MAINTENANCE.md
In topepo/yardstick: Tidy Characterizations of Model Performance

yardstick has reached 1.0.0 status and is stable. For the majority of users, there are 3 types of metrics, each of which has an internal class that is defined through new_metric():

Numeric metrics
Class metrics
Class probability metrics

yardstick is a bit unique in that the actual functions it exports, like accuracy(), have extra classes and attributes attached to them. This allows them to be used in metric_set(), which has to decide whether or not two metric functions are allowed to be combined in the same metric set or not. For example, two numeric metric functions can be combined, but you can't combine a numeric metric with a class metric.
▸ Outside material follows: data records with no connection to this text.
pub mod site_reader;

pub use site_reader::{RowBatch, SiteReader};
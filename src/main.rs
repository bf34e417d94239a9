use clap::Parser;
use landing_sites::cli::{run, Cli};
use landing_sites::error::Result;
use tracing::Level;
use tracing_subscriber::FmtSubscriber;

fn main() -> Result<()> {
    let cli = Cli::parse();

    FmtSubscriber::builder()
        .with_max_level(if cli.verbose { Level::DEBUG } else { Level::INFO })
        .with_target(false)
        .with_writer(std::io::stderr)
        .init();

    run(cli)
}
use crate::error::{Result, SiteError};
use crate::utils::constants::{MAX_LATITUDE, MAX_LONGITUDE, MIN_LATITUDE, MIN_LONGITUDE};
use crate::utils::coordinates::parse_coordinate;
use serde::Serialize;
use std::cmp::Ordering;
use std::str::FromStr;
use validator::Validate;

/// A point on a sphere in decimal degrees.
///
/// Longitude accepts both the ±180 and the 0..360 east-positive conventions,
/// since Mars catalogues commonly use the latter.
#[derive(Debug, Clone, Copy, PartialEq, Serialize, Validate)]
pub struct GeoPoint {
    #[validate(range(min = MIN_LATITUDE, max = MAX_LATITUDE))]
    latitude: f64,

    #[validate(range(min = MIN_LONGITUDE, max = MAX_LONGITUDE))]
    longitude: f64,
}

impl GeoPoint {
    pub fn new(latitude: f64, longitude: f64) -> Result<Self> {
        if !latitude.is_finite() || !longitude.is_finite() {
            return Err(SiteError::location_pair(
                &format!("({}, {})", latitude, longitude),
                "latitude and longitude must be finite",
            ));
        }

        let point = Self {
            latitude,
            longitude,
        };
        point.validate()?;
        Ok(point)
    }

    pub fn latitude(&self) -> f64 {
        self.latitude
    }

    pub fn longitude(&self) -> f64 {
        self.longitude
    }

    /// Total order on (latitude, longitude), used to evaluate distances in a fixed order
    pub(crate) fn canonical_cmp(&self, other: &GeoPoint) -> Ordering {
        self.latitude
            .total_cmp(&other.latitude)
            .then_with(|| self.longitude.total_cmp(&other.longitude))
    }
}

impl FromStr for GeoPoint {
    type Err = SiteError;

    fn from_str(s: &str) -> Result<Self> {
        parse_location(s)
    }
}

/// Parse a `(<latitude>, <longitude>)` pair such as `(51°30'N, 0°08'W)`.
///
/// The enclosing parentheses are optional, but must be balanced when present.
pub fn parse_location(location: &str) -> Result<GeoPoint> {
    let trimmed = location.trim();

    let inner = match (trimmed.strip_prefix('('), trimmed.ends_with(')')) {
        (Some(rest), true) => &rest[..rest.len() - 1],
        (None, false) => trimmed,
        _ => {
            return Err(SiteError::location_pair(
                location,
                "unbalanced parentheses",
            ))
        }
    };

    let parts: Vec<&str> = inner.split(',').map(str::trim).collect();
    if parts.len() != 2 {
        return Err(SiteError::location_pair(
            location,
            format!(
                "expected a latitude and a longitude separated by a comma, found {} part(s)",
                parts.len()
            ),
        ));
    }

    let latitude = parse_coordinate(parts[0])?;
    let longitude = parse_coordinate(parts[1])?;

    GeoPoint::new(latitude, longitude)
}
The only exception here is that you can combine a class metric with a class probability metric - in the resulting function you get back from metric_set(), the class metric will use the estimate interface and the class probability metric will use the … one.

For the current public facing API, I don't see any major changes needing to be made. I'm fairly happy with how the 3 core metric classes work. I think most of the work for yardstick could be done on improving the internal helpers (see below in Known issues), or with extending yardstick with new metric class types (see Future directions). It is likely that the internal helpers will have to be improved first before you can add new metric class types, because they are quite complex as it is, making extending yardstick fairly difficult.
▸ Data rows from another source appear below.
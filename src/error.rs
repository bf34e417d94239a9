use thiserror::Error;

pub type Result<T> = std::result::Result<T, SiteError>;

#[derive(Error, Debug)]
pub enum SiteError {
    #[error("File I/O error: {0}")]
    Io(#[from] std::io::Error),

    #[error("CSV parsing error: {0}")]
    Csv(#[from] csv::Error),

    #[error("JSON encoding error: {0}")]
    Json(#[from] serde_json::Error),

    #[error("Configuration error: {0}")]
    Config(String),

    #[error("Validation error: {0}")]
    Validation(#[from] validator::ValidationErrors),

    #[error("Malformed coordinate '{input}': {issue}")]
    MalformedCoordinate {
        input: String,
        issue: CoordinateIssue,
    },

    #[error("Malformed location pair '{input}': {reason}")]
    MalformedLocationPair { input: String, reason: String },

    #[error("Malformed row: expected {expected} fields, found {found}")]
    MalformedRow { expected: usize, found: usize },

    #[error("Row has an empty site identifier")]
    EmptyIdentifier,

    #[error("Duplicate site identifier '{0}'")]
    DuplicateIdentifier(String),

    #[error("Invalid body radius: {0} km (must be finite and greater than zero)")]
    InvalidRadius(f64),
}

/// What exactly went wrong inside a coordinate string.
#[derive(Error, Debug, Clone, PartialEq)]
pub enum CoordinateIssue {
    #[error("not a decimal or degrees/minutes/seconds value")]
    UnrecognisedFormat,

    #[error("expected degrees, minutes and optional seconds, found {count} fields")]
    UnexpectedFieldCount { count: usize },

    #[error("field {position} ('{field}') is not a number")]
    InvalidField { field: String, position: usize },

    #[error("{component} is out of range, got {value}")]
    OutOfRange {
        component: &'static str,
        value: f64,
    },

    #[error("a leading minus sign cannot be combined with a compass direction")]
    ConflictingSign,

    #[error("value is not finite")]
    NonFinite,
}

impl SiteError {
    pub(crate) fn coordinate(input: &str, issue: CoordinateIssue) -> Self {
        SiteError::MalformedCoordinate {
            input: input.to_string(),
            issue,
        }
    }

    pub(crate) fn location_pair(input: &str, reason: impl Into<String>) -> Self {
        SiteError::MalformedLocationPair {
            input: input.to_string(),
            reason: reason.into(),
        }
    }
}
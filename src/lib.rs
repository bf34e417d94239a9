pub mod cli;
pub mod error;
pub mod models;
pub mod processors;
pub mod readers;
pub mod utils;

pub use error::{CoordinateIssue, Result, SiteError};
pub use models::{parse_location, Body, GeoPoint, Site};
pub use processors::{build_catalog, closest_pair, farthest_pair, pairwise_distances};
pub use utils::parse_coordinate;
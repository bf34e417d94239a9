use crate::error::{Result, SiteError};
use crate::models::geo_point::{parse_location, GeoPoint};
use crate::utils::constants::{EARTH_RADIUS_KM, MARS_RADIUS_KM, MOON_RADIUS_KM};
use serde::{Deserialize, Serialize};
use std::cmp::Ordering;

/// A spherical world, parameterised by its mean radius in kilometres.
#[derive(Debug, Clone, Copy, PartialEq, Serialize)]
pub struct Body {
    radius_km: f64,
}

impl Body {
    pub const EARTH: Body = Body {
        radius_km: EARTH_RADIUS_KM,
    };
    pub const MARS: Body = Body {
        radius_km: MARS_RADIUS_KM,
    };
    pub const MOON: Body = Body {
        radius_km: MOON_RADIUS_KM,
    };

    pub fn new(radius_km: f64) -> Result<Self> {
        if !radius_km.is_finite() || radius_km <= 0.0 {
            return Err(SiteError::InvalidRadius(radius_km));
        }
        Ok(Self { radius_km })
    }

    pub fn radius_km(&self) -> f64 {
        self.radius_km
    }

    /// Central angle between two points in radians (spherical law of cosines).
    ///
    /// Points are evaluated in a canonical order so `a→b` and `b→a` agree to the bit,
    /// and identical points are exactly zero apart.
    pub fn central_angle(a: &GeoPoint, b: &GeoPoint) -> f64 {
        let (first, second) = match a.canonical_cmp(b) {
            Ordering::Equal => return 0.0,
            Ordering::Less => (a, b),
            Ordering::Greater => (b, a),
        };

        let (sin_lat1, cos_lat1) = first.latitude().to_radians().sin_cos();
        let (sin_lat2, cos_lat2) = second.latitude().to_radians().sin_cos();
        let cos_delta_lon = (first.longitude() - second.longitude()).to_radians().cos();

        // Rounding can push the argument just past ±1 for near-identical or antipodal points.
        let cos_angle =
            (sin_lat1 * sin_lat2 + cos_lat1 * cos_lat2 * cos_delta_lon).clamp(-1.0, 1.0);
        cos_angle.acos()
    }

    /// Great-circle distance between two points in kilometres
    pub fn distance(&self, a: &GeoPoint, b: &GeoPoint) -> f64 {
        self.radius_km * Self::central_angle(a, b)
    }

    /// Distance between two location strings such as `(51°30'N, 0°08'W)`.
    ///
    /// Any parse failure is returned to the caller.
    pub fn distance_between_location_strings(&self, from: &str, to: &str) -> Result<f64> {
        let from = parse_location(from)?;
        let to = parse_location(to)?;
        Ok(self.distance(&from, &to))
    }
}

/// Bodies with a well-known mean radius.
#[derive(Debug, Clone, Copy, PartialEq, Eq, Serialize, Deserialize, clap::ValueEnum)]
#[serde(rename_all = "lowercase")]
pub enum KnownBody {
    Earth,
    Mars,
    Moon,
}

impl KnownBody {
    pub fn body(&self) -> Body {
        match self {
            KnownBody::Earth => Body::EARTH,
            KnownBody::Mars => Body::MARS,
            KnownBody::Moon => Body::MOON,
        }
    }

    pub fn display_name(&self) -> &'static str {
        match self {
            KnownBody::Earth => "Earth",
            KnownBody::Mars => "Mars",
            KnownBody::Moon => "Moon",
        }
    }
}

impl std::fmt::Display for KnownBody {
    fn fmt(&self, f: &mut std::fmt::Formatter<'_>) -> std::fmt::Result {
        write!(f, "{}", self.display_name())
    }
}

#[cfg(test)]
mod tests {
    use super::*;
    use proptest::prelude::*;

    fn point(latitude: f64, longitude: f64) -> GeoPoint {
        GeoPoint::new(latitude, longitude).unwrap()
    }

    #[test]
    fn test_london_to_paris() {
        let distance = Body::EARTH
            .distance_between_location_strings("(51°30'N, 0°08'W)", "(48°51'N, 2°21'E)")
            .unwrap();
        assert!((distance - 343.615_051_753).abs() < 1e-6, "{distance}");
    }

    #[test]
    fn test_mount_sharp_to_olympus_mons() {
        let distance = Body::MARS
            .distance_between_location_strings("(5°4'48\"S, 137°51'E)", "(18°39'N, 226°12'E)")
            .unwrap();
        assert!((distance - 5328.082_175_770).abs() < 1e-6, "{distance}");
    }

    #[test]
    fn test_distance_to_self_is_zero() {
        let samples = [
            point(51.5, -0.133333),
            point(-4.5895, 137.4417),
            point(89.9999, 12.0),
            point(0.1, 0.1),
            point(-33.8688, 151.2093),
        ];
        for p in samples {
            assert_eq!(Body::EARTH.distance(&p, &p), 0.0, "{p:?}");
        }
    }

    #[test]
    fn test_distance_is_symmetric() {
        let samples = [
            point(51.5, -0.133333),
            point(48.85, 2.35),
            point(-4.5895, 137.4417),
            point(18.65, 226.2),
            point(-89.0, -179.5),
        ];
        for a in &samples {
            for b in &samples {
                assert_eq!(Body::MARS.distance(a, b), Body::MARS.distance(b, a));
            }
        }
    }

    #[test]
    fn test_triangle_inequality() {
        let samples = [
            point(51.5, -0.133333),
            point(48.85, 2.35),
            point(-33.8688, 151.2093),
            point(0.0, 0.0),
            point(0.0, 180.0),
            point(90.0, 0.0),
        ];
        for a in &samples {
            for b in &samples {
                for c in &samples {
                    let ab = Body::EARTH.distance(a, b);
                    let bc = Body::EARTH.distance(b, c);
                    let ac = Body::EARTH.distance(a, c);
                    assert!(ac <= ab + bc + 1e-3, "{a:?} {b:?} {c:?}");
                }
            }
        }
    }

    #[test]
    fn test_antipodal_points() {
        let distance = Body::EARTH.distance(&point(0.0, 0.0), &point(0.0, 180.0));
        assert!((distance - std::f64::consts::PI * EARTH_RADIUS_KM).abs() < 1e-6);
    }

    #[test]
    fn test_invalid_radius() {
        assert!(matches!(Body::new(0.0), Err(SiteError::InvalidRadius(_))));
        assert!(matches!(Body::new(-1.0), Err(SiteError::InvalidRadius(_))));
        assert!(Body::new(f64::NAN).is_err());
        assert_eq!(Body::new(3389.5).unwrap(), Body::MARS);
    }

    #[test]
    fn test_query_surfaces_parse_errors() {
        assert!(matches!(
            Body::EARTH.distance_between_location_strings("(1234xyz, 0)", "(0, 0)"),
            Err(SiteError::MalformedCoordinate { .. })
        ));
        assert!(matches!(
            Body::EARTH.distance_between_location_strings("(0, 0)", "0"),
            Err(SiteError::MalformedLocationPair { .. })
        ));
    }

    fn any_point() -> impl Strategy<Value = GeoPoint> {
        (-90.0..=90.0f64, -180.0..=180.0f64).prop_map(|(lat, lon)| point(lat, lon))
    }

    proptest! {
        #[test]
        fn prop_distance_is_symmetric(a in any_point(), b in any_point()) {
            prop_assert_eq!(Body::MARS.distance(&a, &b), Body::MARS.distance(&b, &a));
        }

        #[test]
        fn prop_distance_is_bounded(a in any_point(), b in any_point()) {
            let distance = Body::EARTH.distance(&a, &b);
            prop_assert!(distance >= 0.0);
            prop_assert!(distance <= std::f64::consts::PI * Body::EARTH.radius_km() + 1e-9);
        }

        #[test]
        fn prop_triangle_inequality(a in any_point(), b in any_point(), c in any_point()) {
            let ab = Body::EARTH.distance(&a, &b);
            let bc = Body::EARTH.distance(&b, &c);
            let ac = Body::EARTH.distance(&a, &c);
            prop_assert!(ac <= ab + bc + 1e-3, "{} > {} + {}", ac, ab, bc);
        }

        #[test]
        fn prop_distance_to_self_is_zero(a in any_point()) {
            prop_assert_eq!(Body::EARTH.distance(&a, &a), 0.0);
        }
    }
}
There is a very similar problem with metric_vec_template(). It currently tries to handle validation and function calling for all of the different types of metrics. This makes it extremely complex, hard to extend, and probably a bit brittle. In particular validate_truth_estimate_checks() does some fairly complex S3 dispatch to perform its validation (kind of a home grown double dispatch on truth and estimate) which might be able to be rewritten in a cleaner way if we had separate metric_vec_template() functions for the different kinds of metric types.

There are a few issues where this high cognitive overhead comes into play, making it hard to add these features:

The complexity of validate_truth_estimate_checks() could be reduced by instead creating a few check_*() helpers that we force the metric writers to call themselves. If we provide useful ones, then they would just call them in their metric_vec() function themselves and we'd avoid the double dispatch altogether because they'd be in charge of calling the correct check_*() function based on the type of truth and estimate that their metric works with. Something like check_factor_truth_factor_estimate(truth, estimate). That would probably help with #305.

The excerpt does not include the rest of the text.